Start of Records
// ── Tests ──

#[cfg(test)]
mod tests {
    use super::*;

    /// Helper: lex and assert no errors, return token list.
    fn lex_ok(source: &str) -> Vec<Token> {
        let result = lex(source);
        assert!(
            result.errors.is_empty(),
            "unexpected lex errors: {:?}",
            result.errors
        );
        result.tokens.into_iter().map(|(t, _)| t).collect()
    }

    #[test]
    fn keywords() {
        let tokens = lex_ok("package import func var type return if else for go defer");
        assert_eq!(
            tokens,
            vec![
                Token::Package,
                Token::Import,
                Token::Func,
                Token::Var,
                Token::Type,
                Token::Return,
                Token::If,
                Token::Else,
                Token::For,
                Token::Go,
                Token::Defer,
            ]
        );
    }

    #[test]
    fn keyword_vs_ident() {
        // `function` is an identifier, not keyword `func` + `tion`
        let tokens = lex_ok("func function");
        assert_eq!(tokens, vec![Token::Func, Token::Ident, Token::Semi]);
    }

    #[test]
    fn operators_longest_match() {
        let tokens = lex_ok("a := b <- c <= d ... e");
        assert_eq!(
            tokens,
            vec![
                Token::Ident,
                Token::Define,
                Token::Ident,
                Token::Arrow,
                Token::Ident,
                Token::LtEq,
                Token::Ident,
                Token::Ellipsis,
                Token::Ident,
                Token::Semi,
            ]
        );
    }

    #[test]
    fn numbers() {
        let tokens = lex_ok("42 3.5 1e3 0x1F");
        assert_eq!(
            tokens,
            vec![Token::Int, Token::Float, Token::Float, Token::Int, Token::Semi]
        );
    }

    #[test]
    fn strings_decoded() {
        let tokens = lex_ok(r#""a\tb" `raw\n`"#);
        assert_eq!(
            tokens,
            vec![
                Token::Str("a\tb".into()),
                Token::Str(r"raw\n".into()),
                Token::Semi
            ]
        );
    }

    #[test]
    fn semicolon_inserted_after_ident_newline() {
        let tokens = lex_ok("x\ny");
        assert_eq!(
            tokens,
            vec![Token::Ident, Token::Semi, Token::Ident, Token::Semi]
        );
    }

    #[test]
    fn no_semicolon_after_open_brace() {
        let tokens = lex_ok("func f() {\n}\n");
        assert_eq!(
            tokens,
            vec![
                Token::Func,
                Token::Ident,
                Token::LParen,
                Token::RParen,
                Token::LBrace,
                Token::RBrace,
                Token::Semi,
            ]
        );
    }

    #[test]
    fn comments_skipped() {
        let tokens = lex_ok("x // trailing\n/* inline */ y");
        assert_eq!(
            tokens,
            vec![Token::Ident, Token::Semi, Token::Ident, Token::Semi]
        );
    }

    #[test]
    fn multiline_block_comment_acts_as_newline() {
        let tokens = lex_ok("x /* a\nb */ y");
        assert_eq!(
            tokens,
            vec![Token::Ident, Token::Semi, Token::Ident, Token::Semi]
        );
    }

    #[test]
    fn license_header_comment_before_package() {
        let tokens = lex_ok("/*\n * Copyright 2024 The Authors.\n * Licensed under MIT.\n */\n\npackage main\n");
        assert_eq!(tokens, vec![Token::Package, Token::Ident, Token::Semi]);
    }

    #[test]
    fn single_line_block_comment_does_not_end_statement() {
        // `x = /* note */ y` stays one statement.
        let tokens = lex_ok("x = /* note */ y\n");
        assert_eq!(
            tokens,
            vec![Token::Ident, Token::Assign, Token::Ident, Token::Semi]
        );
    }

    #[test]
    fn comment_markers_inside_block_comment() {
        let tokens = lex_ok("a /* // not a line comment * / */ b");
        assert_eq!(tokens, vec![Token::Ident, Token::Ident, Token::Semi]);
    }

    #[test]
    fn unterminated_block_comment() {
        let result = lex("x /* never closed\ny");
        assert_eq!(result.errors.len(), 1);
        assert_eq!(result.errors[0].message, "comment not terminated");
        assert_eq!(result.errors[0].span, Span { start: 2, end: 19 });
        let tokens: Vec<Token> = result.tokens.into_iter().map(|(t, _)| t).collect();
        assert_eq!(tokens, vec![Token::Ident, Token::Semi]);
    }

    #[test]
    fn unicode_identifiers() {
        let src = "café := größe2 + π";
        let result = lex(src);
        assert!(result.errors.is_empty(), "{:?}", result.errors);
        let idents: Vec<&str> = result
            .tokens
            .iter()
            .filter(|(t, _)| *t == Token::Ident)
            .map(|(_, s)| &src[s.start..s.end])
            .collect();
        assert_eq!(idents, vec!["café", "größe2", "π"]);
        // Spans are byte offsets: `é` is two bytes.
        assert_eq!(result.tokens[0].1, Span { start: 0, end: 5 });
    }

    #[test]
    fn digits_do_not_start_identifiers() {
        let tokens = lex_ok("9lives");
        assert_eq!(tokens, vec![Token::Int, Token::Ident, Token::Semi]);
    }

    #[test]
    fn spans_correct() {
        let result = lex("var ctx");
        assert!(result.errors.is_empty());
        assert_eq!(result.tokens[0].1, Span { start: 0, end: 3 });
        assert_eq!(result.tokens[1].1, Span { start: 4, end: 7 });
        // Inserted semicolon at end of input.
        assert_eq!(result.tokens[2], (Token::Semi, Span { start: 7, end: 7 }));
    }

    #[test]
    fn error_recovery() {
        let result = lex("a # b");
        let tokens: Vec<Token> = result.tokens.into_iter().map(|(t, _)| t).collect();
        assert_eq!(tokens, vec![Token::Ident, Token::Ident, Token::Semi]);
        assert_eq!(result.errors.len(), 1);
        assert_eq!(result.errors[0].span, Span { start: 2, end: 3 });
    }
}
End of Records
Start of Records
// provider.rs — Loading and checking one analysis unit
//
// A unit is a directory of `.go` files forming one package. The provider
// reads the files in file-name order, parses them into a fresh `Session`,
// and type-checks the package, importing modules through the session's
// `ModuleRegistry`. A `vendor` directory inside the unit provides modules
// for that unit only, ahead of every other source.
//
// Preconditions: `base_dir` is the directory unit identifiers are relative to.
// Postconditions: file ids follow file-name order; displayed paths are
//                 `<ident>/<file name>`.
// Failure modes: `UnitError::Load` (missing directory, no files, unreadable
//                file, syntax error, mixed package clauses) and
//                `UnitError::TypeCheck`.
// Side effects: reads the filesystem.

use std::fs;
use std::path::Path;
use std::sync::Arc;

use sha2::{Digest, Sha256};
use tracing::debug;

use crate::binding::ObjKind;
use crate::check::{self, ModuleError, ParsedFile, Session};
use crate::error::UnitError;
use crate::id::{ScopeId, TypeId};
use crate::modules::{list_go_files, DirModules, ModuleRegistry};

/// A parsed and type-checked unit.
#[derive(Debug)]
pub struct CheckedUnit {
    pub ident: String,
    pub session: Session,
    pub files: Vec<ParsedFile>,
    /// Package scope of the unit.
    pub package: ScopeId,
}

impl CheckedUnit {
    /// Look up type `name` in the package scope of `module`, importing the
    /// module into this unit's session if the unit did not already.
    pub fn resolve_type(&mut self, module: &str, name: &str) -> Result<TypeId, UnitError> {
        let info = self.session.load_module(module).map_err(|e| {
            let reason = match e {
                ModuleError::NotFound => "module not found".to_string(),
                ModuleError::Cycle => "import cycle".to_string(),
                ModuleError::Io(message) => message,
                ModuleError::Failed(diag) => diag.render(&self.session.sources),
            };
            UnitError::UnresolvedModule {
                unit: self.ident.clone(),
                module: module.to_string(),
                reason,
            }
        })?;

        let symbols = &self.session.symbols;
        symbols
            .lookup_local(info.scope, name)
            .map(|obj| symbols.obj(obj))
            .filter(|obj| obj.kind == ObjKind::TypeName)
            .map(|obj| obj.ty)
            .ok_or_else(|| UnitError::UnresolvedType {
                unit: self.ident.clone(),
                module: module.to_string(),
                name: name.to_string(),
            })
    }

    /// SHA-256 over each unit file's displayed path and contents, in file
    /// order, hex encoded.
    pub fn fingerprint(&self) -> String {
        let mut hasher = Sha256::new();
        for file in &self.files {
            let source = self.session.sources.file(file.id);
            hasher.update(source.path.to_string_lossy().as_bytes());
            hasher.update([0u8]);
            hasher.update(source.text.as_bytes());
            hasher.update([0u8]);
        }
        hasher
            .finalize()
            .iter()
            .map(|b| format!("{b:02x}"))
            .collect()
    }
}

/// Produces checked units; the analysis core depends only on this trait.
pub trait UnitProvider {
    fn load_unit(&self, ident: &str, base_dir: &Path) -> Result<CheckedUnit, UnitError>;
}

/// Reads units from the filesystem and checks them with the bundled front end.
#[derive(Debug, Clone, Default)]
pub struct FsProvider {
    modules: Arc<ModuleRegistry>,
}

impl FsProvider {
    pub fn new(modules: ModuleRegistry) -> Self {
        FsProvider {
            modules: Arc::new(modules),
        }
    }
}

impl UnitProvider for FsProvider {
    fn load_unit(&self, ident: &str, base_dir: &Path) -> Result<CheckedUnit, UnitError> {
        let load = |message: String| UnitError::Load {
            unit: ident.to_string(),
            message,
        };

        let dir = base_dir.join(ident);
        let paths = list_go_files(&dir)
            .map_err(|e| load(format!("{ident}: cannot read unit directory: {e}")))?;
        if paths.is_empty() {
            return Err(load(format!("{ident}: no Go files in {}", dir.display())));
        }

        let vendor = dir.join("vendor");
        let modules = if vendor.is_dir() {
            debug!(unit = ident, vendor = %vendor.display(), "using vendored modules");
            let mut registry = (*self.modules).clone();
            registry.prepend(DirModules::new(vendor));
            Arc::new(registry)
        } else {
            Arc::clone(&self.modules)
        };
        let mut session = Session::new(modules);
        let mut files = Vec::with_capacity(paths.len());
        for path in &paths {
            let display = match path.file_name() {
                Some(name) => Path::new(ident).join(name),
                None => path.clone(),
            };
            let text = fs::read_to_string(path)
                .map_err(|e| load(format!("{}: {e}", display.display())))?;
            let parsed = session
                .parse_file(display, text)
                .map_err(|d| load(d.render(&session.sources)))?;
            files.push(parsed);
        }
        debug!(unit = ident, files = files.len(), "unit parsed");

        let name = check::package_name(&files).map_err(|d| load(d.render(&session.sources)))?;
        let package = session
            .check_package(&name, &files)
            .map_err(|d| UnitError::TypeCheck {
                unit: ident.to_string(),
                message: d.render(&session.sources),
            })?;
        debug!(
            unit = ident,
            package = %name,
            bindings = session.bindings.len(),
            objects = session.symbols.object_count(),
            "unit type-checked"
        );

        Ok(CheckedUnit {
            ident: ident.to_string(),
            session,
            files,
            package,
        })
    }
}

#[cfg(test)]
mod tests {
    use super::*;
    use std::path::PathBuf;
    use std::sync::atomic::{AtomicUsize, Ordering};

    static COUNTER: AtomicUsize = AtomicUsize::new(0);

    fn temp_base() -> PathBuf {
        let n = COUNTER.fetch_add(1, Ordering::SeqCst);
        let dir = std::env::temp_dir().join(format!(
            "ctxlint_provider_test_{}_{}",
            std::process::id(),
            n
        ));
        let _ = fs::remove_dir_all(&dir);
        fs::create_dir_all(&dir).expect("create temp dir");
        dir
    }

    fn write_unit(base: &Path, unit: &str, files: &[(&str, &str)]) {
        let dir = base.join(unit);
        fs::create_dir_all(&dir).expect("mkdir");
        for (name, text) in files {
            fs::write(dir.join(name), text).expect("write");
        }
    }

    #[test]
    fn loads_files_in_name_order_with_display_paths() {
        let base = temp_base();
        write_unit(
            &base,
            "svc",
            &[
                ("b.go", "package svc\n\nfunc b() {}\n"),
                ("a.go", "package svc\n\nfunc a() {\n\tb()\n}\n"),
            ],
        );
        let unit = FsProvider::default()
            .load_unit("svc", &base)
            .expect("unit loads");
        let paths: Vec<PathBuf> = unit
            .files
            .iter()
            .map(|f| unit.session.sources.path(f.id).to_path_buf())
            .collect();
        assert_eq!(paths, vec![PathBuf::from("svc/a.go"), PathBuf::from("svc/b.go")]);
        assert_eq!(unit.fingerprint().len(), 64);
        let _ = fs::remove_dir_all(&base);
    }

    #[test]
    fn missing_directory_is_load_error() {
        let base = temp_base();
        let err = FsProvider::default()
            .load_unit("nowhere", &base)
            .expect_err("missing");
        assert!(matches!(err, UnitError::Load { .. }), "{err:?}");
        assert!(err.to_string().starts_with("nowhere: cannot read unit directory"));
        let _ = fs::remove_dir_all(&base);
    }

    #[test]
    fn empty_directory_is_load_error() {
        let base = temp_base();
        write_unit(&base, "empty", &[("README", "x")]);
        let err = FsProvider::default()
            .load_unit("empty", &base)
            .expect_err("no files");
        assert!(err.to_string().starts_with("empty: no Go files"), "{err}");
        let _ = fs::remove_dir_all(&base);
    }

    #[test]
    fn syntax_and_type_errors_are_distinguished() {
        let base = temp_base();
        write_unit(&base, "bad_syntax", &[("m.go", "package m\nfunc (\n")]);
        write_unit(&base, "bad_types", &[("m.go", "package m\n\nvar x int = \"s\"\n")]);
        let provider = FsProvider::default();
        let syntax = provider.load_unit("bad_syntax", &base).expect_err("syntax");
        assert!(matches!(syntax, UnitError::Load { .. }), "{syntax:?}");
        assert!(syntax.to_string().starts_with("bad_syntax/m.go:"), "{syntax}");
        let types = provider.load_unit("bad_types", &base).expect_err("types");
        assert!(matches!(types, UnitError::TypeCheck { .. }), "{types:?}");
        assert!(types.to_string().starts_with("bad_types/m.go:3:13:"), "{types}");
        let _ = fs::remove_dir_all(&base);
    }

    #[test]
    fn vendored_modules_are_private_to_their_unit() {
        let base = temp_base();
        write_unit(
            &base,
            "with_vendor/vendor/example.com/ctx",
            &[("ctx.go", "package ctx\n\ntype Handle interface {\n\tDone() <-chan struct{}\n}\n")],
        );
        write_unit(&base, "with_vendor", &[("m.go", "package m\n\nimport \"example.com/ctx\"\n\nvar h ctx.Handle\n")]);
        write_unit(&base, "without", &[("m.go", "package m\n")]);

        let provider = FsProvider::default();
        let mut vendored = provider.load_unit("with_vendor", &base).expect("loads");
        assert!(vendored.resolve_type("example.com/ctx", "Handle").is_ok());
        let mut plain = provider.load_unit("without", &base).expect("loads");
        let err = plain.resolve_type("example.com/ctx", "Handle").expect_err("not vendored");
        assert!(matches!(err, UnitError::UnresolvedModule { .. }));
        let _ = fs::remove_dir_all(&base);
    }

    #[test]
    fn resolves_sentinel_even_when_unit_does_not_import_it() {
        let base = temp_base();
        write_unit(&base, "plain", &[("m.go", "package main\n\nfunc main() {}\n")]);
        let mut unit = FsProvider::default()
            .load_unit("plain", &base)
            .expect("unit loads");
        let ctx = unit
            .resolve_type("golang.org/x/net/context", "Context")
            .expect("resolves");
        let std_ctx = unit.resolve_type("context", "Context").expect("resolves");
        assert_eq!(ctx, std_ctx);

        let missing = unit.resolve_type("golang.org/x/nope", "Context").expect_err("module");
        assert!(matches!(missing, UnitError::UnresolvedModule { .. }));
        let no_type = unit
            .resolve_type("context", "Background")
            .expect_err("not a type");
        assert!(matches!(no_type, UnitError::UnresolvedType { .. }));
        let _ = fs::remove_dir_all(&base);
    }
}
End of Records
Start of Records
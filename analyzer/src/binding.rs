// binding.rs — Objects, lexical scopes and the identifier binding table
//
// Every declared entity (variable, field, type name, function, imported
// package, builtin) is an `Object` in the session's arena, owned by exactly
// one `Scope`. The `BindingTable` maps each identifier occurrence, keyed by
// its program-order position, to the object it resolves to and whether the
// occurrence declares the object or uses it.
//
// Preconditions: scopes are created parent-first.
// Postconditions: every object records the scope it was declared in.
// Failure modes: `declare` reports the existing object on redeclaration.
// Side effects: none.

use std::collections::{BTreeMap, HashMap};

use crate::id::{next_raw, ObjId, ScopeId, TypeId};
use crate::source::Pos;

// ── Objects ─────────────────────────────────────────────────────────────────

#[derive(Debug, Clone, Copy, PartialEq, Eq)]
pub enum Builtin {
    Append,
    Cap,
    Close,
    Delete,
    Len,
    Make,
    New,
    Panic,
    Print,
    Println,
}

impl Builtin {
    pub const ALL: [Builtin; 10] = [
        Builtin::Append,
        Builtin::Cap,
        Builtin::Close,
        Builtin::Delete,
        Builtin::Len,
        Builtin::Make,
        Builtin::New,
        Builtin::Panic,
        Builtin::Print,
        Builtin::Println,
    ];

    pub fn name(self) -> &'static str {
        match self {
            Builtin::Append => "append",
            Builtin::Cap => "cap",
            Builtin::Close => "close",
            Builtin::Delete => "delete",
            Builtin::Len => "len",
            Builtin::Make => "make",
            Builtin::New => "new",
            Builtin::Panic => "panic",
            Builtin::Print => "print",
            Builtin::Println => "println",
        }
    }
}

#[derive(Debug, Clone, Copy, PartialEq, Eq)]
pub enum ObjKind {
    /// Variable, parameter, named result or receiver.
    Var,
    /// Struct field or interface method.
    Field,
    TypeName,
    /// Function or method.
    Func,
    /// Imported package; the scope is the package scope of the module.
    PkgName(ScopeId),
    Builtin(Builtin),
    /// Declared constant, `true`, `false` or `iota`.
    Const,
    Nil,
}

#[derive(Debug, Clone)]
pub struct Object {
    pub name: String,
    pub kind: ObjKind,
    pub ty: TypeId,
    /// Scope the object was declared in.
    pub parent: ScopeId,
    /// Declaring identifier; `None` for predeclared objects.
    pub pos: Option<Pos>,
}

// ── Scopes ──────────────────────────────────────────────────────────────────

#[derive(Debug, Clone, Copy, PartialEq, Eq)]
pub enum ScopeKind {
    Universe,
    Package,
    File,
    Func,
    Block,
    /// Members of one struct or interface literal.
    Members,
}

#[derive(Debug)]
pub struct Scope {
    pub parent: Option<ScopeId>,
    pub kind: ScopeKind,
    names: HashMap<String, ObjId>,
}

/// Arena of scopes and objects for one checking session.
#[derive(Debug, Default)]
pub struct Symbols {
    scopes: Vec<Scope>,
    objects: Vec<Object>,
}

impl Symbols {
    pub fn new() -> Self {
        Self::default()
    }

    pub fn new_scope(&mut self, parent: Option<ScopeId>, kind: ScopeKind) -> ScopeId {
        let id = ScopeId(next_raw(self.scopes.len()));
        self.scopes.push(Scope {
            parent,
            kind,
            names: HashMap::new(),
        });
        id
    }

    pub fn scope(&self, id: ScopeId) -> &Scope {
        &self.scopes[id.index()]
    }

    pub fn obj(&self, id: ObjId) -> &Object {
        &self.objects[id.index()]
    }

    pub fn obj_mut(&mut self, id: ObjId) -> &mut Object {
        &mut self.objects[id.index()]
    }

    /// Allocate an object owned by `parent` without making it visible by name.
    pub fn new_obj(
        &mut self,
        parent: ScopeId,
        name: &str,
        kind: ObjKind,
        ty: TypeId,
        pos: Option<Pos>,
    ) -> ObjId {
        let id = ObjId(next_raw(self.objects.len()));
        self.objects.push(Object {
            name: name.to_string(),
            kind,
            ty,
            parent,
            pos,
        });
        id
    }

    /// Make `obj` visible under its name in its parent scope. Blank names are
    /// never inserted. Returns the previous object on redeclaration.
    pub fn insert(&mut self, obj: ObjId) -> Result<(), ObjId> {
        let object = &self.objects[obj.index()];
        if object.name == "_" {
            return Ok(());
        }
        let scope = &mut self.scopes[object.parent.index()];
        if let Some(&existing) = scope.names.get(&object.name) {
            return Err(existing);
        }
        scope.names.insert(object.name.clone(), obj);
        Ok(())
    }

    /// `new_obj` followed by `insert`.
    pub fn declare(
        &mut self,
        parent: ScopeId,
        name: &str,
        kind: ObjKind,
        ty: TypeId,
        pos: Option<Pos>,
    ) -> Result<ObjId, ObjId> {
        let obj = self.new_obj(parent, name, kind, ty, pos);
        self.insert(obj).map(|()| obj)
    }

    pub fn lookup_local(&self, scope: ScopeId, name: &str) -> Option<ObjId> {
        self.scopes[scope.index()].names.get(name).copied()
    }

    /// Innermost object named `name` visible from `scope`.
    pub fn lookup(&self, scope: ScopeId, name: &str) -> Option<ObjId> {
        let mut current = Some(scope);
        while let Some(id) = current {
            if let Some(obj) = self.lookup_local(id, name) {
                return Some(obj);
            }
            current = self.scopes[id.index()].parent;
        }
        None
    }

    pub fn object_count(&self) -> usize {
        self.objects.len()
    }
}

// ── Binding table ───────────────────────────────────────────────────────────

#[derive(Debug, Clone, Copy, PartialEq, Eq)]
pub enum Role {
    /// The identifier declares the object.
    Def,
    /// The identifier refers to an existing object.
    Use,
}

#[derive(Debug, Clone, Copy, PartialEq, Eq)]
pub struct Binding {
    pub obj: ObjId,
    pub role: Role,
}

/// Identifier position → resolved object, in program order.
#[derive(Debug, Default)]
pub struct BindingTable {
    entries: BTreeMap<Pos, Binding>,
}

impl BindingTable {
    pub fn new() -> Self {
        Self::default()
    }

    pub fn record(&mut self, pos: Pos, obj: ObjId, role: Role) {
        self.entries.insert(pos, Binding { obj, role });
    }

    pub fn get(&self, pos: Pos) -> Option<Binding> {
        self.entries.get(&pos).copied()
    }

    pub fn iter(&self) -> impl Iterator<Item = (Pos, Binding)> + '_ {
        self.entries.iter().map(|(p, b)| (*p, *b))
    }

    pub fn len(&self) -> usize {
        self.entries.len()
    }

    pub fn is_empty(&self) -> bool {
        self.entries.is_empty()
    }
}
End of Records
- _Task_:
Your reply should be a single number: the count of lines above that include the string "example".

- _Written solution_:
4